Task brief
Verbatim, and with nothing else, reproduce the data below from its first line through the line containing "unsafe impl HashKeyed".

[Dataset entries]
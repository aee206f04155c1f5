//! The page record and its kind dispatch.
//!
//! A page is a tagged record; swap-in, swap-out, and destroy select
//! their behavior by kind through exhaustive match. The record lives
//! in exactly one SPT, which keys it by its page-aligned user virtual
//! address.

use core::mem;
use core::ptr;
use core::slice;

use alloc::boxed::Box;
use log::warn;

use crate::hash::{HashElem, HashKeyed};
use crate::some_or;
use crate::addr::{Addr, KVAddr, UVAddr, PGSIZE};
use crate::error::{Result, VmError};
use crate::pml4::Pml4;
use crate::vm::anon::AnonPage;
use crate::vm::file::FilePage;
use crate::vm::uninit::UninitPage;
use crate::vm::frame::Frame;
use crate::vm::{Vm, VmType};

pub enum PageKind {
    Uninit(UninitPage),
    Anon(AnonPage),
    File(FilePage),
}

/// A user page.
///
/// # Safety
///
/// - `va` is page-aligned; it is the SPT key and never changes.
/// - `frame` is null iff the page is not resident. A non-null `frame`
///   points to the ring frame whose `page` points back here; both
///   links change together under the frame-table lock.
#[repr(C)]
pub struct VmPage {
    /// SPT chain node. Must remain the first field.
    elem: HashElem,
    va: UVAddr,
    writable: bool,
    kind: PageKind,
    frame: *mut Frame,
}

// SAFETY: VmPage is repr(C) and its HashElem is the first field.
unsafe impl HashKeyed for VmPage {
    type Key = usize;

    fn key(&self) -> usize {
        self.va.into_usize()
    }
}

impl VmPage {
    pub(crate) fn new(va: UVAddr, writable: bool, kind: PageKind) -> Box<VmPage> {
        debug_assert!(va.is_page_aligned(), "VmPage::new");
        Box::new(VmPage {
            // SAFETY: used only through the SPT's hash table.
            elem: unsafe { HashElem::new() },
            va,
            writable,
            kind,
            frame: ptr::null_mut(),
        })
    }

    pub fn va(&self) -> UVAddr {
        self.va
    }

    pub fn writable(&self) -> bool {
        self.writable
    }

    pub fn kind(&self) -> &PageKind {
        &self.kind
    }

    pub(crate) fn kind_mut(&mut self) -> &mut PageKind {
        &mut self.kind
    }

    pub fn is_resident(&self) -> bool {
        !self.frame.is_null()
    }

    /// The type of the page. For a page still awaiting
    /// initialization, the type it will have afterward.
    pub fn ty(&self) -> VmType {
        match &self.kind {
            PageKind::Uninit(u) => u.ty().ty(),
            PageKind::Anon(_) => VmType::ANON,
            PageKind::File(_) => VmType::FILE,
        }
    }

    /// The frame address this page is resident in, if any.
    pub fn kva(&self) -> Option<KVAddr> {
        if self.frame.is_null() {
            None
        } else {
            // SAFETY: a non-null frame link is valid by the invariant.
            Some(unsafe { (*self.frame).kva() })
        }
    }

    pub(crate) fn frame_ptr(&self) -> *mut Frame {
        self.frame
    }

    pub(crate) fn set_frame(&mut self, frame: *mut Frame) {
        self.frame = frame;
    }

    /// Populates the freshly bound frame at `kva`. For an
    /// uninitialized page this first transmutes the record into its
    /// target kind.
    pub(crate) fn swap_in(&mut self, vm: &Vm, kva: KVAddr) -> Result<()> {
        // SAFETY: kva is the frame the claim path just bound to this
        // page; the frame owns that memory and is not in the ring yet.
        let dst = unsafe { slice::from_raw_parts_mut(kva.into_usize() as *mut u8, PGSIZE) };
        if let PageKind::Uninit(_) = self.kind {
            return self.initialize(vm, dst);
        }
        match &mut self.kind {
            PageKind::Uninit(_) => unreachable!(),
            PageKind::Anon(anon) => anon.swap_in(vm, dst),
            PageKind::File(file) => file.swap_in(vm, dst),
        }
    }

    /// One-shot Uninit transition: become the target kind in place,
    /// then run the deferred initializer. The record address is
    /// stable across the transition; the SPT keys by va.
    fn initialize(&mut self, vm: &Vm, dst: &mut [u8]) -> Result<()> {
        let uninit = match mem::replace(&mut self.kind, PageKind::Anon(AnonPage::new())) {
            PageKind::Uninit(u) => u,
            _ => unreachable!("initialize: not uninit"),
        };
        let (ty, backing, init) = uninit.into_parts();
        if ty.ty() == VmType::FILE {
            self.kind = PageKind::File(FilePage::new(some_or!(
                backing,
                return Err(VmError::Io)
            )));
        }
        match init {
            Some(init) => {
                if let PageKind::Anon(_) = self.kind {
                    // Anonymous pages start zeroed no matter what the
                    // initializer fills in afterward.
                    dst.fill(0);
                }
                let backing = match &self.kind {
                    PageKind::File(file) => Some(file.mapping()),
                    _ => None,
                };
                init(vm, backing, dst)
            }
            None => match &mut self.kind {
                PageKind::Anon(anon) => anon.swap_in(vm, dst),
                PageKind::File(file) => file.swap_in(vm, dst),
                PageKind::Uninit(_) => unreachable!(),
            },
        }
    }

    /// Preserves the page's contents on eviction. `hw_dirty` is the
    /// hardware dirty bit, checkpointed before the mapping was
    /// cleared.
    pub(crate) fn swap_out(&mut self, vm: &Vm, hw_dirty: bool, kva: KVAddr) -> Result<()> {
        // SAFETY: kva is the evicting frame's page, which stays alive
        // until the eviction rebinds it.
        let src = unsafe { slice::from_raw_parts(kva.into_usize() as *const u8, PGSIZE) };
        let writable = self.writable;
        match &mut self.kind {
            PageKind::Uninit(_) => unreachable!("swap_out: uninit page resident"),
            PageKind::Anon(anon) => anon.swap_out(vm, src),
            PageKind::File(file) => file.flush(vm, writable, hw_dirty, src),
        }
    }

    /// Releases everything the page holds: the hardware mapping and
    /// frame when resident (flushing a dirty file page first), a swap
    /// slot when evicted.
    pub(crate) fn destroy(&mut self, vm: &Vm, pml4: &mut Pml4) {
        if !self.frame.is_null() {
            let hw_dirty = pml4.is_dirty(self.va);
            let _ = pml4.clear_page(self.va);
            let frame = vm.frames().pop(self.frame);
            self.frame = ptr::null_mut();
            let writable = self.writable;
            if let PageKind::File(file) = &mut self.kind {
                if let Err(err) = file.flush(vm, writable, hw_dirty, frame.bytes()) {
                    warn!(
                        "writeback of {:#x} failed on destroy: {}",
                        self.va.into_usize(),
                        err
                    );
                }
            }
            frame.free(vm.pool());
        }
        if let PageKind::Anon(anon) = &mut self.kind {
            anon.destroy(vm);
        }
    }
}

Response to this exercise
repository aee206f04155c1f5
//! The page record and its kind dispatch.
//!
//! A page is a tagged record; swap-in, swap-out, and destroy select
//! their behavior by kind through exhaustive match. The record lives
//! in exactly one SPT, which keys it by its page-aligned user virtual
//! address.

use core::mem;
use core::ptr;
use core::slice;

use alloc::boxed::Box;
use log::warn;

use crate::hash::{HashElem, HashKeyed};
use crate::some_or;
use crate::addr::{Addr, KVAddr, UVAddr, PGSIZE};
use crate::error::{Result, VmError};
use crate::pml4::Pml4;
use crate::vm::anon::AnonPage;
use crate::vm::file::FilePage;
use crate::vm::uninit::UninitPage;
use crate::vm::frame::Frame;
use crate::vm::{Vm, VmType};

pub enum PageKind {
    Uninit(UninitPage),
    Anon(AnonPage),
    File(FilePage),
}

/// A user page.
///
/// # Safety
///
/// - `va` is page-aligned; it is the SPT key and never changes.
/// - `frame` is null iff the page is not resident. A non-null `frame`
///   points to the ring frame whose `page` points back here; both
///   links change together under the frame-table lock.
#[repr(C)]
pub struct VmPage {
    /// SPT chain node. Must remain the first field.
    elem: HashElem,
    va: UVAddr,
    writable: bool,
    kind: PageKind,
    frame: *mut Frame,
}

// SAFETY: VmPage is repr(C) and its HashElem is the first field.
unsafe impl HashKeyed for VmPage {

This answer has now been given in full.